--- Records for processing ---
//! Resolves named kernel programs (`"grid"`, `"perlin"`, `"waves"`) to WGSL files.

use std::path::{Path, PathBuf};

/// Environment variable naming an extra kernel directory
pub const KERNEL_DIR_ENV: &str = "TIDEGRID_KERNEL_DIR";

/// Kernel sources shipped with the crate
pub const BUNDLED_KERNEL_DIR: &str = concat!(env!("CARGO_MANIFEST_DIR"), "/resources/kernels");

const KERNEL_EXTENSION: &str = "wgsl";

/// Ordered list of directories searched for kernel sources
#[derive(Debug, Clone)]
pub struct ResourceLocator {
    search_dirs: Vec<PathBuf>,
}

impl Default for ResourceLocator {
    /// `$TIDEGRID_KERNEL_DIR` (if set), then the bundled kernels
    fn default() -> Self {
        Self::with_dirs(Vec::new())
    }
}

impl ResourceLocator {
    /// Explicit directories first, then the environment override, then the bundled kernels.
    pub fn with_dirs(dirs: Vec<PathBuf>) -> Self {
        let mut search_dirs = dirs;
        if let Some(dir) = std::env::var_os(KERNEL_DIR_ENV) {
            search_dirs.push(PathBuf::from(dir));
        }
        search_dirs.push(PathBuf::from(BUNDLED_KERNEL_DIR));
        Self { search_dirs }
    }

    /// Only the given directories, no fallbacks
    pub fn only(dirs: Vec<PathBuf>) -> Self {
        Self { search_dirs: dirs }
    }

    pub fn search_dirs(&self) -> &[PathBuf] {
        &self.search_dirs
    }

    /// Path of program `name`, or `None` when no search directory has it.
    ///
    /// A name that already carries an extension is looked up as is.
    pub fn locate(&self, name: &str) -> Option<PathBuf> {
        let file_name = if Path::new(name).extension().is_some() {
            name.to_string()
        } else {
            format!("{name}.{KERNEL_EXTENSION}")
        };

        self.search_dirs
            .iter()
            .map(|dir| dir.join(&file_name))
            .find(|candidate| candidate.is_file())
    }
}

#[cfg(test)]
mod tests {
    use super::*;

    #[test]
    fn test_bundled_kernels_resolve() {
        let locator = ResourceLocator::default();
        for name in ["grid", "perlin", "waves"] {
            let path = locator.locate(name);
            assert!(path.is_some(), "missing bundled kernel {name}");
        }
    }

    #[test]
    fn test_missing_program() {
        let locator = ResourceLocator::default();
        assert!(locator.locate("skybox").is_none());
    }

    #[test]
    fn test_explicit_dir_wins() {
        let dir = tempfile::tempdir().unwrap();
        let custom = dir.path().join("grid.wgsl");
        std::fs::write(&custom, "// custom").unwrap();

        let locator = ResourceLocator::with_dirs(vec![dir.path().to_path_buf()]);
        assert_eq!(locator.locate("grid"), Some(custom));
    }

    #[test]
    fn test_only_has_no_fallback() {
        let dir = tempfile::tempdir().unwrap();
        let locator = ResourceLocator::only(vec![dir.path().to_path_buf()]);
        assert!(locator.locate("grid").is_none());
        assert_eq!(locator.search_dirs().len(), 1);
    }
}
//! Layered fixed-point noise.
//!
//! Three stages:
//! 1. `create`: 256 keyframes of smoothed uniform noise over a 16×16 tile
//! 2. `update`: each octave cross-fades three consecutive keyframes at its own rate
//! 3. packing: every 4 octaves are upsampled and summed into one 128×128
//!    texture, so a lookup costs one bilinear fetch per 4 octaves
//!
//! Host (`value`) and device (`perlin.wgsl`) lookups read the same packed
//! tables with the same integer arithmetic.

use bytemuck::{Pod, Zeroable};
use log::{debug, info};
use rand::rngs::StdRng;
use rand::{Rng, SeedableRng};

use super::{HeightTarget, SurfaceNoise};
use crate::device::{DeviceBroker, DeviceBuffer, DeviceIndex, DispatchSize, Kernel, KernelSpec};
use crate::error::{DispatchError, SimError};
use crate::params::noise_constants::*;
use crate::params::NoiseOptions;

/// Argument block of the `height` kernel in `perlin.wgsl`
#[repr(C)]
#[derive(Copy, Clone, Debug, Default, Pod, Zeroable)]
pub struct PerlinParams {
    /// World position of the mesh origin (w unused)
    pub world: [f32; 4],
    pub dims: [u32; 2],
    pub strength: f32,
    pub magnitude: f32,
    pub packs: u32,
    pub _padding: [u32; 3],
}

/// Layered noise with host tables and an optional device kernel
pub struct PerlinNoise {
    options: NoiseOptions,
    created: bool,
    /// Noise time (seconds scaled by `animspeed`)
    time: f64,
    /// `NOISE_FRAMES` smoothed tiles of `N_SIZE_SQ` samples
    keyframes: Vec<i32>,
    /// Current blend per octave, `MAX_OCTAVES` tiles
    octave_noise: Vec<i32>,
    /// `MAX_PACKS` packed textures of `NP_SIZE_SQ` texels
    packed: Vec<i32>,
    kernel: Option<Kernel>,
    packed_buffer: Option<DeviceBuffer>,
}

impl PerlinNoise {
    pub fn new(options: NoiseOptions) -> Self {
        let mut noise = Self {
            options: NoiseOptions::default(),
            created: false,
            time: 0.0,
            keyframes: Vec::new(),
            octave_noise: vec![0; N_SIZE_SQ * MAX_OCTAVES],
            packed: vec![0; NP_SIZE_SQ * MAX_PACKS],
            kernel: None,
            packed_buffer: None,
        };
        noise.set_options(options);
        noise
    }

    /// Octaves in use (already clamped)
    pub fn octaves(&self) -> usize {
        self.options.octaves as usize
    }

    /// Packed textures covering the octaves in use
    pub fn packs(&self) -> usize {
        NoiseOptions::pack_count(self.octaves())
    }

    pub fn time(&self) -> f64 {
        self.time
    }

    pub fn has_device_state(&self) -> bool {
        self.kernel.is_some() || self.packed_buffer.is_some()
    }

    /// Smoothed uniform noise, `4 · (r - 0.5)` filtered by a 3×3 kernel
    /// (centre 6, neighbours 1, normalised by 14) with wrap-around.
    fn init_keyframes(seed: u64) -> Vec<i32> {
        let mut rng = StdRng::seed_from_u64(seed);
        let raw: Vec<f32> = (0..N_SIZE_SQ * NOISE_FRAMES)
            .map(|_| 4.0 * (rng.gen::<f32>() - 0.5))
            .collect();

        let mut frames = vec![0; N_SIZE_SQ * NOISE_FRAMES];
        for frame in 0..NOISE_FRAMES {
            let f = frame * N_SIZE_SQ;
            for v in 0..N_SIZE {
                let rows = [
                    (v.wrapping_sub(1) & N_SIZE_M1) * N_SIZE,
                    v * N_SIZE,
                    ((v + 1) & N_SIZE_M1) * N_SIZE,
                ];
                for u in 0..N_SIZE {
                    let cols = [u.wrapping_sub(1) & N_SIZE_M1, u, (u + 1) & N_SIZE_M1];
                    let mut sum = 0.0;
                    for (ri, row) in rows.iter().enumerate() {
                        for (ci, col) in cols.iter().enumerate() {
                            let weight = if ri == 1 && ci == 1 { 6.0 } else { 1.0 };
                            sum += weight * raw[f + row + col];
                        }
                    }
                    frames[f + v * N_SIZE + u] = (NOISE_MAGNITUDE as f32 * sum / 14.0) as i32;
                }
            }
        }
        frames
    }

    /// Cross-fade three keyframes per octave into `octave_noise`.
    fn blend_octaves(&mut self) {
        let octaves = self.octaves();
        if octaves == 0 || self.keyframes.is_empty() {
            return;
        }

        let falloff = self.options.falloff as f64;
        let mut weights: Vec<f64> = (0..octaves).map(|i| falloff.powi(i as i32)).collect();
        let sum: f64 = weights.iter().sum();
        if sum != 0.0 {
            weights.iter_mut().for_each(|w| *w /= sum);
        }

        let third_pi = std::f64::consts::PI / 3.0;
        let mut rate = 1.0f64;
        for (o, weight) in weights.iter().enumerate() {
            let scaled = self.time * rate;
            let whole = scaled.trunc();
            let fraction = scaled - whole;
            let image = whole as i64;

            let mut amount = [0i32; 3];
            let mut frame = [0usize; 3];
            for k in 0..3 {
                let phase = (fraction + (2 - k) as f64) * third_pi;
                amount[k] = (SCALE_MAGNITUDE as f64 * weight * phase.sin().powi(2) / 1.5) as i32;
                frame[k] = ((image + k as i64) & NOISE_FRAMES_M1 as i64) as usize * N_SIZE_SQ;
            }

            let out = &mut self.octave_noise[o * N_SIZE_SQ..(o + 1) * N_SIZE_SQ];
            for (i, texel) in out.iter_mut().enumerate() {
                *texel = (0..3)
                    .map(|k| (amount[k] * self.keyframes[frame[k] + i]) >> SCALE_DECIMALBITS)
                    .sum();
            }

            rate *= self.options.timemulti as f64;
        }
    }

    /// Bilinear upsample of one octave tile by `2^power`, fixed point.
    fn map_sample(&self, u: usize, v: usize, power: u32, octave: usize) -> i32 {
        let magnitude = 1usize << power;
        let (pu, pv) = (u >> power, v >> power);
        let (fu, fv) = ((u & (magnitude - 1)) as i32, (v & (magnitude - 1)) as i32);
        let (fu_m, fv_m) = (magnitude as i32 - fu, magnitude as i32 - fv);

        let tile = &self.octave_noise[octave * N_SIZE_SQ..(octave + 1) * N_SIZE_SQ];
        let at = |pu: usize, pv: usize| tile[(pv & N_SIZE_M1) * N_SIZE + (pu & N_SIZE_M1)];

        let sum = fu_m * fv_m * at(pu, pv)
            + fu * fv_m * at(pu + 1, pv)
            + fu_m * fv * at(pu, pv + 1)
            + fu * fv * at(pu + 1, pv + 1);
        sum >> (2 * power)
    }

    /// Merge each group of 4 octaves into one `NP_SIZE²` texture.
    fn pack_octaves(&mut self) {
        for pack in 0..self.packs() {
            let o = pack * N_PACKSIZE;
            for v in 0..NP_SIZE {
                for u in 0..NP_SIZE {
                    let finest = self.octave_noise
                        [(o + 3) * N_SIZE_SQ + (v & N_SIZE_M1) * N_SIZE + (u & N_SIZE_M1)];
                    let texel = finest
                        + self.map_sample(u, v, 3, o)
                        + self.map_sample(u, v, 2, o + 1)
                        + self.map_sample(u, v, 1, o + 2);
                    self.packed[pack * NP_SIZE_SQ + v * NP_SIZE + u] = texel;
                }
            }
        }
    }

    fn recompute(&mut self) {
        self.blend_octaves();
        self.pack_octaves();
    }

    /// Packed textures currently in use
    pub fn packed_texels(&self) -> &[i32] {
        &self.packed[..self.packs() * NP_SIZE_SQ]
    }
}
---
Line by line, check the data above for the word "rows" and state how many lines contain it. Give only the number.

2